Enzyme inhibition is a well-known strategy for therapy development, and based on our understanding of calpain in the pathology of brain injury, this enzyme is an attractive therapeutic target. Calpain inhibitors probably came out at the same time as the discovery of the said enzyme 40 years ago. However, these inhibitors were general protease inhibitors, lacking selectivity and therefore inhibiting other proteases such as the proteasome and cathepsins. Interest in making selective calpain inhibitors sprung from the need to pinpoint the specific role(s) of calpain in the body. Subsequent years of research in calpain inhibitors led to a variety of compounds, most of which are small molecules (average MW ~500 g/mole).

As drug candidates, small-molecule compounds have some advantages over peptides or proteins, such as the ability to penetrate cells and resistance to proteolytic degradation. However, peptide and protein drug candidates exhibit higher selectivity toward their targets. A desirable treatment strategy in a clinical setting is through oral administration with a convenient dosing schedule, probably twice a day frequency of ingestion. These desirable pharmacological properties of a drug that can be taken orally and dosed once or twice daily are all met by small molecule compounds. In addition, small molecules are simpler: only a small portion of the enzyme, the active site is targeted to render the enzyme unable to perform its function. Compared with the whole enzyme, the active site is relatively small in comparison to the total volume of the macromolecule. This is akin to poking a small hole in the gas tank of a car so that the whole automobile cannot function.
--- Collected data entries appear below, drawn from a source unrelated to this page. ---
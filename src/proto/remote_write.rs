use std::sync::Arc;

use prost::Message;

use super::prompb::WriteRequest;
use crate::DecodeError;
use crate::Labels;
use crate::Sample;

/// Decodes a snappy-compressed (block format) protobuf `WriteRequest`.
pub fn decode_write_request(body: &[u8]) -> Result<WriteRequest, DecodeError> {
    let raw = snap::raw::Decoder::new().decompress_vec(body)?;
    Ok(WriteRequest::decode(raw.as_slice())?)
}

impl WriteRequest {
    /// Flattens every series into samples sharing that series' label map.
    pub fn into_samples(self) -> Vec<Sample> {
        let total = self.timeseries.iter().map(|ts| ts.samples.len()).sum();
        let mut samples = Vec::with_capacity(total);
        for ts in self.timeseries {
            let metric: Arc<Labels> = Arc::new(ts.labels.into_iter().map(|l| (l.name, l.value)).collect());
            for s in ts.samples {
                samples.push(Sample::new(metric.clone(), s.value, s.timestamp));
            }
        }
        samples
    }
}
//! Adapter Error Hierarchy
//!
//! Errors are grouped by the layer that produces them: configuration,
//! leader election, storage and inbound request decoding.

use config::ConfigError;

use crate::storage::WritePhase;

#[doc(hidden)]
pub type Result<T> = std::result::Result<T, Error>;

#[derive(Debug, thiserror::Error)]
pub enum Error {
    /// Configuration loading failures
    #[error(transparent)]
    Config(#[from] ConfigError),

    /// Configuration validation failures
    #[error("Invalid config: {0}")]
    InvalidConfig(String),

    /// Leadership check or backend failures
    #[error(transparent)]
    Election(#[from] ElectionError),

    /// Batch write or store connectivity failures
    #[error(transparent)]
    Storage(#[from] StorageError),

    /// Inbound remote-write payload could not be decoded
    #[error(transparent)]
    Decode(#[from] DecodeError),

    /// Metric collector creation or registration failures
    #[error(transparent)]
    Metrics(#[from] prometheus::Error),

    #[error(transparent)]
    Io(#[from] std::io::Error),

    #[error("{0}")]
    SignalSenderClosed(String),

    /// Unrecoverable failures requiring process termination
    #[error("Fatal error: {0}")]
    Fatal(String),
}

#[derive(Debug, thiserror::Error)]
pub enum ElectionError {
    /// The dedicated lock session could not be established
    #[error("Advisory lock {lock_id} connect failure: {source}")]
    Connect {
        lock_id: i64,
        #[source]
        source: StorageError,
    },

    /// The advisory lock session was lost mid-check
    #[error("Advisory lock {lock_id} session failure: {source}")]
    LockSession {
        lock_id: i64,
        #[source]
        source: sqlx::Error,
    },

    /// The last scheduled lock check failed and no check has succeeded since
    #[error("Advisory lock {lock_id} check failed: {reason}")]
    CheckFailed { lock_id: i64, reason: String },

    /// Releasing a held advisory lock failed
    #[error("Failed to release advisory lock {lock_id}: {source}")]
    Release {
        lock_id: i64,
        #[source]
        source: sqlx::Error,
    },

    /// The server reported that our session did not hold the lock on release
    #[error("Advisory lock {0} was not held by this session")]
    NotHeld(i64),
}

#[derive(Debug, thiserror::Error)]
pub enum StorageError {
    /// No session could be reserved from the pool
    #[error("Failed to acquire database session: {0}")]
    Acquire(#[source] sqlx::Error),

    /// A named phase of the batch ingestion protocol failed
    #[error("Batch write failed during {phase}: {source}")]
    Phase {
        phase: WritePhase,
        #[source]
        source: sqlx::Error,
    },

    /// Password file could not be read while establishing a session
    #[error("Failed to read password file {path}: {source}")]
    PasswordFile {
        path: String,
        #[source]
        source: std::io::Error,
    },

    /// Health probe failures
    #[error("Health check failed: {0}")]
    HealthCheck(#[source] sqlx::Error),

    /// Startup connectivity exhausted all configured retries
    #[error("Unable to connect to the database after {attempts} attempts")]
    ConnectRetriesExhausted { attempts: usize },

    /// Sample timestamp outside the range the time column can hold
    #[error("Sample timestamp {timestamp_ms}ms is out of range")]
    TimestampOutOfRange { timestamp_ms: i64 },

    /// Failure reported by a non-PostgreSQL session source
    #[error("Storage error during {phase}: {message}")]
    Backend { phase: WritePhase, message: String },
}

#[derive(Debug, thiserror::Error)]
pub enum DecodeError {
    #[error("Snappy decompression failed: {0}")]
    Snappy(#[from] snap::Error),

    #[error("Protobuf decoding failed: {0}")]
    Protobuf(#[from] prost::DecodeError),
}

impl StorageError {
    /// Phase the error was raised in, if it came from the ingestion protocol.
    pub fn phase(&self) -> Option<WritePhase> {
        match self {
            StorageError::Phase { phase, .. } | StorageError::Backend { phase, .. } => Some(*phase),
            StorageError::TimestampOutOfRange { .. } => Some(WritePhase::BulkLoad),
            _ => None,
        }
    }
}
use std::sync::Arc;

use bytes::Bytes;
use tracing::debug;
use tracing::error;
use warp::http::StatusCode;
use warp::reply;
use warp::Rejection;
use warp::Reply;

use super::AppState;
use crate::decode_write_request;
use crate::encode_metrics;

pub(super) async fn write_handler(
    body: Bytes,
    state: Arc<AppState>,
) -> Result<impl Reply, Rejection> {
    let request = match decode_write_request(&body) {
        Ok(request) => request,
        Err(e) => {
            error!("Failed to decode write request: {}", e);
            return Ok(reply::with_status(e.to_string(), StatusCode::BAD_REQUEST));
        }
    };

    let samples = request.into_samples();
    state.metrics.received_samples.inc_by(samples.len() as f64);

    // Storage failures are logged and counted, the request still succeeds.
    // The write runs on its own task and finishes even if the client goes away.
    let task_state = state.clone();
    let write = tokio::spawn(async move {
        task_state.coordinator.handle_batch(task_state.writer.as_ref(), &samples).await;
    });
    if let Err(e) = write.await {
        error!("Batch write task ended abnormally: {}", e);
    }

    Ok(reply::with_status(String::new(), StatusCode::OK))
}

pub(super) async fn health_handler(state: Arc<AppState>) -> Result<impl Reply, Rejection> {
    match state.health.health_check().await {
        Ok(()) => Ok(reply::with_status(String::new(), StatusCode::OK)),
        Err(e) => Ok(reply::with_status(e.to_string(), StatusCode::INTERNAL_SERVER_ERROR)),
    }
}

pub(super) async fn metrics_handler(state: Arc<AppState>) -> Result<impl Reply, Rejection> {
    Ok(encode_metrics(&state.registry))
}

pub(super) async fn get_leader_handler(state: Arc<AppState>) -> Result<impl Reply, Rejection> {
    match &state.external {
        Some(external) => Ok(reply::with_status(external.leader().to_string(), StatusCode::OK)),
        None => Ok(reply::with_status(String::new(), StatusCode::NOT_FOUND)),
    }
}

pub(super) async fn put_leader_handler(
    body: Bytes,
    state: Arc<AppState>,
) -> Result<impl Reply, Rejection> {
    let Some(external) = &state.external else {
        return Ok(reply::with_status(String::new(), StatusCode::NOT_FOUND));
    };

    let decision = std::str::from_utf8(&body)
        .ok()
        .and_then(|text| text.trim().parse::<bool>().ok());
    match decision {
        Some(leader) => {
            external.set_leader(leader);
            debug!(leader, "external leadership decision applied");
            Ok(reply::with_status(leader.to_string(), StatusCode::OK))
        }
        None => Ok(reply::with_status(
            "body must be `true` or `false`".to_string(),
            StatusCode::BAD_REQUEST,
        )),
    }
}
The active site is precisely arranged in a three-dimensional structure to facilitate the catalysis of substrates. This is generally where the action occurs, and rendering the active site unable to perform its duty (or partially incapacitated) is one of the goals of small molecule inhibitors.

Designing small molecules as inhibitors is a strategy that is common in the pharmaceutical industry. In the market today, small-molecule enzyme inhibitors comprise half of all drugs. Pharmaceutical companies will still continue to follow in that direction, developing small molecules to inhibit dysregulated enzymes. And there are relatively a lot of success stories in drug development that targets enzymes. An example of this is the angiotensin-converting enzyme (ACE) inhibitor for treating hypertension. ACE converts angiotensin I into angiotensin II, resulting in blood vessel constriction and eventually increasing blood pressure. Blocking ACE lowers blood pressure. Pfizer’s Viagra, a drug that blocks the enzyme cyclic guanosine monophosphate–specific phosphodiesterase type 5 to combat erectile dysfunction, is another blockbuster success. There has been a focus on designing new inhibitors of proteases that have been identified as disease-causing proteolytic enzymes. In addition to the successfully inhibited enzymes mentioned earlier, several inhibitors of a number of proteases are believed to progress from purely research to clinical trials. Bayer has developed a cathepsin K inhibitor (AAE581) to treat osteoporosis (Falgueyret et al., 2005). We saw the development of a serine aminopeptidase inhibitor, vildagliptin, as a therapy for type 2 diabetes (Deacon and Holst, 2006), and another ACE inhibitor (Aliskiren) that is an alternative to the current ACE inhibitor drugs (Stanton, 2003).

In this chapter, we will address the issues and challenges in drug discovery, specifically for the viability of small molecule inhibitors to regulate the destructive effects of calpain hyperactivation during or after TBI. Broadly, the enzyme (2) calpain will be discussed, followed by (3) calpain inhibitors, (4) challenges in realizing a therapy for brain injury, and then THE (5) conclusion. We hope that this chapter will provide students and scientists in brain injury research an overview of the potential of small-molecule calpain inhibitors in TBI drug development.